Raízes e Influências Familiares
Nascido em Cantagalo, interior do Rio de Janeiro, Tancredo era descendente de uma família profundamente envolvida com a cultura popular. Seu avô materno, Manoel Luiz de Miranda, foi um dos fundadores dos primeiros blocos carnavalescos da cidade, e sua tia Olga desfilava como a lendária Rainha Ginga, figura símbolo de resistência do antigo reino de Matamba. Essa convivência com expressões culturais afro-brasileiras moldou sua sensibilidade religiosa e sua vocação espiritual.
Militância Religiosa e Institucional
Na década de 1950, diante das constantes perseguições policiais e preconceito contra os cultos afro-brasileiros, Tancredo fundou a Federação Umbandista de Cultos Afro-Brasileiros, com o objetivo de dar personalidade jurídica e respeitabilidade aos terreiros e aos seus dirigentes. A partir dessa iniciativa, ele ajudou a fundar federações e organizações similares em vários estados, incluindo Minas Gerais, São Paulo, Rio Grande do Sul e Pernambuco.
Seguindo uma orientação espiritual recebida em transe mediúnico — onde Xangô teria lhe ordenado a fundação de uma organização para proteger os umbandistas — Tancredo estruturou a Confederação Umbandista do Brasil, utilizando parte dos direitos autorais do samba “General da Banda”, gravado por Blecaute.
Umbanda e Cultura Popular
Tancredo também promoveu grandes eventos públicos para a valorização da Umbanda. Entre eles, destacam-se a Festa de Iemanjá no Rio de Janeiro, o evento “Você Sabe o que é Umbanda?” realizado no Estádio do Maracanã durante a gestão de Carlos Lacerda, e a Festa da Fusão dos Estados do Rio e da Guanabara, no centro da Ponte Rio-Niterói. Essas celebrações não apenas exaltavam as entidades espirituais, mas também afirmavam o direito à fé e à cultura afro-brasileira.

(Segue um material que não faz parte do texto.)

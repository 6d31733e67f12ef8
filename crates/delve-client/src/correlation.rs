//! Pending-correlation tracker.
//!
//! Synthesis, discard and conversion results do not echo the ids they
//! consumed. The request side records those ids under the operation kind
//! before sending; the router takes them back when the terminal response
//! arrives. One operation per kind may be in flight at a time.

use std::collections::HashMap;
use std::sync::{Arc, Mutex, MutexGuard, PoisonError};

use delve_net::messages::{InstanceId, MessageKind};

/// Operations whose results need client-side correlation.
#[derive(Debug, Clone, Copy, PartialEq, Eq, Hash)]
pub enum OperationKind {
    Synthesis,
    Discard,
    Conversion,
}

impl OperationKind {
    /// Kind of the terminal response for this operation.
    pub fn result_kind(self) -> MessageKind {
        match self {
            OperationKind::Synthesis => MessageKind::GemSynthesisResult,
            OperationKind::Discard => MessageKind::GemDiscardResult,
            OperationKind::Conversion => MessageKind::GemConversionResult,
        }
    }

    /// Operation started by an outbound request kind, if it needs one.
    pub fn for_request(kind: MessageKind) -> Option<Self> {
        match kind {
            MessageKind::GemSynthesisRequest => Some(OperationKind::Synthesis),
            MessageKind::GemDiscardRequest => Some(OperationKind::Discard),
            MessageKind::GemConversionRequest => Some(OperationKind::Conversion),
            _ => None,
        }
    }
}

/// Shared map of in-flight operations. Clones share the same map.
#[derive(Debug, Clone, Default)]
pub struct PendingCorrelations {
    inner: Arc<Mutex<HashMap<OperationKind, Vec<InstanceId>>>>,
}

impl PendingCorrelations {
    pub fn new() -> Self {
        Self::default()
    }

    /// Record the ids for `kind`. A second `begin` for the same kind
    /// replaces the first; the replaced ids are returned so a request that
    /// never leaves can hand them back through [`abandon`](Self::abandon).
    pub fn begin(&self, kind: OperationKind, ids: Vec<InstanceId>) -> Option<Vec<InstanceId>> {
        let previous = self.lock().insert(kind, ids);
        if let Some(previous) = &previous {
            tracing::warn!(
                ?kind,
                stale = previous.len(),
                "operation already in flight, replacing its ids"
            );
        }
        previous
    }

    /// Undo a `begin` whose request was never queued, putting back whatever
    /// it replaced.
    pub fn abandon(&self, kind: OperationKind, previous: Option<Vec<InstanceId>>) {
        let mut map = self.lock();
        match previous {
            Some(ids) => map.insert(kind, ids),
            None => map.remove(&kind),
        };
    }

    /// Take the ids for `kind`. Only the first call after `begin` gets them.
    pub fn resolve(&self, kind: OperationKind) -> Option<Vec<InstanceId>> {
        self.lock().remove(&kind)
    }

    pub fn is_pending(&self, kind: OperationKind) -> bool {
        self.lock().contains_key(&kind)
    }

    /// Forget everything in flight. Returns how many operations were dropped.
    pub fn clear(&self) -> usize {
        let mut map = self.lock();
        let dropped = map.len();
        map.clear();
        dropped
    }

    fn lock(&self) -> MutexGuard<'_, HashMap<OperationKind, Vec<InstanceId>>> {
        self.inner.lock().unwrap_or_else(PoisonError::into_inner)
    }
}

#[cfg(test)]
mod tests {
    use super::*;

    fn ids(list: &[&str]) -> Vec<InstanceId> {
        list.iter().map(|s| s.to_string()).collect()
    }

    #[test]
    fn test_resolve_returns_ids_exactly_once() {
        let pending = PendingCorrelations::new();
        pending.begin(OperationKind::Discard, ids(&["g1", "g2"]));

        assert_eq!(pending.resolve(OperationKind::Discard), Some(ids(&["g1", "g2"])));
        assert_eq!(pending.resolve(OperationKind::Discard), None);
        assert!(!pending.is_pending(OperationKind::Discard));
    }

    #[test]
    fn test_kinds_are_independent() {
        let pending = PendingCorrelations::new();
        pending.begin(OperationKind::Synthesis, ids(&["a"]));
        pending.begin(OperationKind::Conversion, ids(&["b"]));

        assert_eq!(pending.resolve(OperationKind::Conversion), Some(ids(&["b"])));
        assert!(pending.is_pending(OperationKind::Synthesis));
        assert_eq!(pending.resolve(OperationKind::Discard), None);
    }

    #[test]
    fn test_second_begin_replaces_first() {
        let pending = PendingCorrelations::new();
        pending.begin(OperationKind::Discard, ids(&["old"]));
        pending.begin(OperationKind::Discard, ids(&["new"]));
        assert_eq!(pending.resolve(OperationKind::Discard), Some(ids(&["new"])));
    }

    #[test]
    fn test_abandon_restores_replaced_ids() {
        let pending = PendingCorrelations::new();
        assert_eq!(pending.begin(OperationKind::Discard, ids(&["old"])), None);
        let previous = pending.begin(OperationKind::Discard, ids(&["new"]));
        assert_eq!(previous, Some(ids(&["old"])));

        pending.abandon(OperationKind::Discard, previous);
        assert_eq!(pending.resolve(OperationKind::Discard), Some(ids(&["old"])));

        pending.begin(OperationKind::Synthesis, ids(&["x"]));
        pending.abandon(OperationKind::Synthesis, None);
        assert!(!pending.is_pending(OperationKind::Synthesis));
    }

    #[test]
    fn test_clones_share_state() {
        let pending = PendingCorrelations::new();
        let other = pending.clone();
        pending.begin(OperationKind::Synthesis, ids(&["x"]));
        assert_eq!(other.resolve(OperationKind::Synthesis), Some(ids(&["x"])));
        assert!(!pending.is_pending(OperationKind::Synthesis));
    }

    #[test]
    fn test_clear_drops_everything() {
        let pending = PendingCorrelations::new();
        pending.begin(OperationKind::Synthesis, ids(&["x"]));
        pending.begin(OperationKind::Discard, ids(&["y"]));
        assert_eq!(pending.clear(), 2);
        assert_eq!(pending.resolve(OperationKind::Discard), None);
    }

    #[test]
    fn test_request_and_result_kinds_pair_up() {
        for (request, op) in [
            (MessageKind::GemSynthesisRequest, OperationKind::Synthesis),
            (MessageKind::GemDiscardRequest, OperationKind::Discard),
            (MessageKind::GemConversionRequest, OperationKind::Conversion),
        ] {
            assert_eq!(OperationKind::for_request(request), Some(op));
        }
        assert_eq!(OperationKind::for_request(MessageKind::GemEquipRequest), None);
        assert_eq!(
            OperationKind::Discard.result_kind(),
            MessageKind::GemDiscardResult
        );
    }
}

Escritor e Comunicador da Umbanda
Ao longo da vida, Tancredo escreveu mais de 30 obras literárias, sendo considerado um dos principais intelectuais umbandistas do século XX. Dentre seus livros, destacam-se:
- Doutrina e Ritual de Umbanda no Brasil (1951)

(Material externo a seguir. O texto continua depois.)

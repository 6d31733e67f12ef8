//! Message routing: decode inbound frames and apply them to the caches.
//!
//! The [`Router`] owns every cache and is the only code that mutates them.
//! It runs on the single consumer context: [`Router::handle_event`] is fed
//! from the transport's dispatch queue in receive order and never runs
//! concurrently with itself (`&mut self`).
//!
//! A message that fails to decode or to apply is logged with its kind and
//! dropped; routing continues with the next frame.

use std::panic::AssertUnwindSafe;
use std::sync::Arc;

use delve_net::messages::{
    Currency, Envelope, GemDiscardResult, GemProducedResult, InitialState, InstanceId,
    MessageError, MessageKind, MissionList, SLOT_COUNT, decode_envelope,
};
use delve_net::session::ServerHello;
use delve_net::transport::{DisconnectReason, TransportEvent};

use crate::cache::{Cache, CacheView};
use crate::clock::ClockOffset;
use crate::correlation::{OperationKind, PendingCorrelations};
use crate::inventory::Inventory;
use crate::missions::MissionBoard;
use crate::notify::{Correlated, Notifications, SessionEvent};
use crate::slots::SlotTable;

/// Why one inbound message was dropped.
#[derive(Debug, thiserror::Error)]
pub enum RouteError {
    #[error("undecodable frame: {0}")]
    Decode(#[from] MessageError),
    #[error("client-to-server message {0:?} received from server")]
    Unexpected(MessageKind),
    #[error("slot index {0} out of range")]
    SlotIndex(u8),
    #[error("handler panicked: {0}")]
    HandlerPanicked(String),
}

/// Read handles onto every cache.
#[derive(Debug, Clone)]
pub struct CacheViews {
    pub slots: CacheView<SlotTable>,
    pub inventory: CacheView<Inventory>,
    pub missions: CacheView<MissionBoard>,
    pub clock: CacheView<ClockOffset>,
    pub wallet: CacheView<Currency>,
}

/// Counters for routed and dropped messages.
#[derive(Debug, Clone, Copy, Default, PartialEq, Eq)]
pub struct RouterStats {
    pub routed: u64,
    pub dropped: u64,
}

/// Demultiplexes envelopes onto the caches and notification feeds.
pub struct Router {
    slots: Cache<SlotTable>,
    inventory: Cache<Inventory>,
    missions: Cache<MissionBoard>,
    clock: Cache<ClockOffset>,
    wallet: Cache<Currency>,
    correlations: PendingCorrelations,
    notifications: Arc<Notifications>,
    stats: RouterStats,
}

- As Mirongas de Umbanda (1954)
- Camba de Umbanda (1957)
- Cabala Umbandista (1970)
- Iaô (1975)
- Negro e Branco na Cultura Religiosa Afro-Brasileira (1976)

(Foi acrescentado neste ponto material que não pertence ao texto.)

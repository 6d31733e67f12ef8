//! Server clock estimate.
//!
//! Each server time signal overwrites the offset wholesale:
//! `offset = server_ms - local_ms` at the instant of receipt, and
//! `now = local_ms + offset`. There is no smoothing and no outlier
//! rejection; one late packet moves the estimate by its full delay.

use delve_net::session::unix_millis;

/// Offset between the server clock and the local wall clock.
#[derive(Debug, Clone, Copy, Default, PartialEq, Eq)]
pub struct ClockOffset {
    /// `server - local` in milliseconds. Zero until the first sync.
    pub offset_ms: i64,
    /// Server time of the most recent sync.
    pub last_server_ms: Option<u64>,
}

impl ClockOffset {
    /// Whether at least one server time signal has been seen.
    pub fn is_synced(&self) -> bool {
        self.last_server_ms.is_some()
    }

    /// Estimated server time now.
    pub fn now_ms(&self) -> u64 {
        self.now_at(unix_millis())
    }

    /// Estimated server time at local instant `local_ms`.
    pub fn now_at(&self, local_ms: u64) -> u64 {
        i64::try_from(local_ms)
            .unwrap_or(i64::MAX)
            .saturating_add(self.offset_ms)
            .max(0) as u64
    }

    pub(crate) fn update(&mut self, server_ms: u64) {
        self.update_at(server_ms, unix_millis());
    }

    /// Overwrite the offset from a sample taken at local instant `local_ms`.
    pub(crate) fn update_at(&mut self, server_ms: u64, local_ms: u64) {
        let server = i64::try_from(server_ms).unwrap_or(i64::MAX);
        let local = i64::try_from(local_ms).unwrap_or(i64::MAX);
        self.offset_ms = server.saturating_sub(local);
        self.last_server_ms = Some(server_ms);
    }
}
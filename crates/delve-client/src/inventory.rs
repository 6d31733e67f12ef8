//! Gem inventory cache.
//!
//! Records are keyed by instance id. Occupancy (which gem sits in which
//! socket) is never stored by the server-facing mutators; it is derived
//! from the slot table by [`Inventory::recompute_occupancy`].

use std::collections::{BTreeMap, HashMap};

use delve_net::messages::{GemGrade, GemKind, GemRecord, InstanceId};

use crate::slots::{Occupancy, SlotTable};

/// Every owned gem plus where each equipped one sits.
#[derive(Debug, Clone, Default, PartialEq)]
pub struct Inventory {
    gems: BTreeMap<InstanceId, GemRecord>,
    occupancy: HashMap<InstanceId, Occupancy>,
}

impl Inventory {
    pub fn get(&self, id: &str) -> Option<&GemRecord> {
        self.gems.get(id)
    }

    pub fn contains(&self, id: &str) -> bool {
        self.gems.contains_key(id)
    }

    pub fn len(&self) -> usize {
        self.gems.len()
    }

    pub fn is_empty(&self) -> bool {
        self.gems.is_empty()
    }

    /// Gems ordered by instance id.
    pub fn iter(&self) -> impl Iterator<Item = &GemRecord> {
        self.gems.values()
    }

    /// Socket holding `id`, if equipped.
    pub fn occupancy_of(&self, id: &str) -> Option<&Occupancy> {
        self.occupancy.get(id)
    }

    pub fn is_equipped(&self, id: &str) -> bool {
        self.occupancy.contains_key(id)
    }

    /// Gems not sitting in any socket.
    pub fn unequipped(&self) -> impl Iterator<Item = &GemRecord> {
        self.gems
            .values()
            .filter(|gem| !self.occupancy.contains_key(&gem.instance_id))
    }

    /// Count of gems per (kind, grade).
    pub fn counts(&self) -> HashMap<(GemGrade, GemKind), usize> {
        let mut counts = HashMap::new();
        for gem in self.gems.values() {
            *counts.entry((gem.grade, gem.kind)).or_insert(0) += 1;
        }
        counts
    }

    /// Replace the whole set.
    pub(crate) fn apply_list(&mut self, gems: Vec<GemRecord>, slots: &SlotTable) {
        self.gems = gems
            .into_iter()
            .map(|gem| (gem.instance_id.clone(), gem))
            .collect();
        self.recompute_occupancy(slots);
    }

    /// Add or overwrite individual records.
    pub(crate) fn apply_grant(&mut self, gems: Vec<GemRecord>) {
        for gem in gems {
            self.gems.insert(gem.instance_id.clone(), gem);
        }
    }

    /// Drop the given ids. Returns how many were actually present.
    pub(crate) fn apply_removal(&mut self, ids: &[InstanceId]) -> usize {
        let mut removed = 0;
        for id in ids {
            if self.gems.remove(id).is_some() {
                removed += 1;
            }
        }
        removed
    }

    /// Rebuild occupancy by scanning sockets in `slots`.
    pub(crate) fn recompute_occupancy(&mut self, slots: &SlotTable) {
        self.occupancy = slots
            .occupants()
            .map(|occ| (occ.instance_id.clone(), occ))
            .collect();
    }
}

- Tecnologia Ocultista da Umbanda no Brasil (1972)
Além disso, manteve colunas em jornais cariocas, como o diário “O Dia”, disseminando conceitos, práticas e fundamentos da religião com clareza, orgulho e resistência.
Contribuições à Nação Omolocô
Tancredo também é uma figura central no fortalecimento da tradição Omolocô no Brasil. A cidade de Belo Horizonte consagrou o dia 10 de agosto à Nação Omolocô em sua homenagem. A bandeira da Nação Omolocô, enviada da Guiné por um Tatá Zambura, está exposta na Tenda Espírita Três Reis de Umbanda, no bairro do Cachambi (RJ), simbolizando a continuidade da missão espiritual recebida.
Legado e Despedida
Tancredo da Silva Pinto foi velado no Ilê de Umbanda Babá Oxalufã e sepultado no Cemitério do Caju. Segundo registros, mais de 3.566 filhos de santo foram iniciados por ele, sendo reconhecido como Tatá Ti Inquice e referência incontestável para sucessivas gerações de umbandistas. O Sirum (Axexê) — ritual fúnebre afro-brasileiro — foi conduzido por José Catarino da Costa, o Zé Crioulo, filho de Xapanã.
Seu legado permanece vivo nas instituições que fundou, nos livros que escreveu, e sobretudo na força espiritual daqueles que hoje continuam a luta pelo reconhecimento e respeito à Umbanda.